## Activity
If a line in the listing carries the word "Unchanged", return a copy of that line.
--- START ---
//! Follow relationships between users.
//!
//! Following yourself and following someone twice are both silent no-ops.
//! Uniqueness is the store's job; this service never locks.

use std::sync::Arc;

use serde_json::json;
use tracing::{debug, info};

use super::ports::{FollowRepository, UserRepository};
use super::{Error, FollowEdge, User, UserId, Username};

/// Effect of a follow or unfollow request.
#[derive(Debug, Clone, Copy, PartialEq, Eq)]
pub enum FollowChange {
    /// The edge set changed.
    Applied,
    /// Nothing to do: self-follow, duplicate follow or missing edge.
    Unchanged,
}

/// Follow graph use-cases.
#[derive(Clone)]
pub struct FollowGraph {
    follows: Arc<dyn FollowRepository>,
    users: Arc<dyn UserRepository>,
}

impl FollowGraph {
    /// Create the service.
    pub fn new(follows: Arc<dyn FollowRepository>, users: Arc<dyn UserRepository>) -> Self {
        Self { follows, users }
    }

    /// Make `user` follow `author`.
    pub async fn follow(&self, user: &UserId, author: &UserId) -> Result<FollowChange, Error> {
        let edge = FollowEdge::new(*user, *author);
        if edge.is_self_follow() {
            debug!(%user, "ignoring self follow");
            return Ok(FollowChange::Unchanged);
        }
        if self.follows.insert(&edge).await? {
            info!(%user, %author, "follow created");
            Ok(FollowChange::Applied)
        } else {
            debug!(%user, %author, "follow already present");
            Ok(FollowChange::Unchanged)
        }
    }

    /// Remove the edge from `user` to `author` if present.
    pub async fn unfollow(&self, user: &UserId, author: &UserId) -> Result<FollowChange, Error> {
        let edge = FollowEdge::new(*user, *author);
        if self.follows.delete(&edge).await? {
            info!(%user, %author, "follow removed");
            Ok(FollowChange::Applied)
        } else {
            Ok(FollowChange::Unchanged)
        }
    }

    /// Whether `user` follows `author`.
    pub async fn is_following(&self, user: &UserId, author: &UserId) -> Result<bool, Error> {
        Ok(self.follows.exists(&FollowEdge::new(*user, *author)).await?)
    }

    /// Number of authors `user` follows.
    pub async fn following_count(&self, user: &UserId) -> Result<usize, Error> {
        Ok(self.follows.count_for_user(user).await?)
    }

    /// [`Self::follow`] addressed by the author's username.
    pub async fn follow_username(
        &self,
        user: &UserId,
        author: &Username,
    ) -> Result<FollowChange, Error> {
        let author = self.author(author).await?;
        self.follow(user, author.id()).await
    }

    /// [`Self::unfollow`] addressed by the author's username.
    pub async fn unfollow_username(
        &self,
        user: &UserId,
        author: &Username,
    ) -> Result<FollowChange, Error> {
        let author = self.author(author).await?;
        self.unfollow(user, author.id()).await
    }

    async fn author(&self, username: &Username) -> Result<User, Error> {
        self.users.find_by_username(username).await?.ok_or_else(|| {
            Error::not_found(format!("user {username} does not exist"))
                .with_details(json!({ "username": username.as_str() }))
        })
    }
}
--- END ---
## Solution to the exercise
    Unchanged,
            return Ok(FollowChange::Unchanged);
            Ok(FollowChange::Unchanged)
            Ok(FollowChange::Unchanged)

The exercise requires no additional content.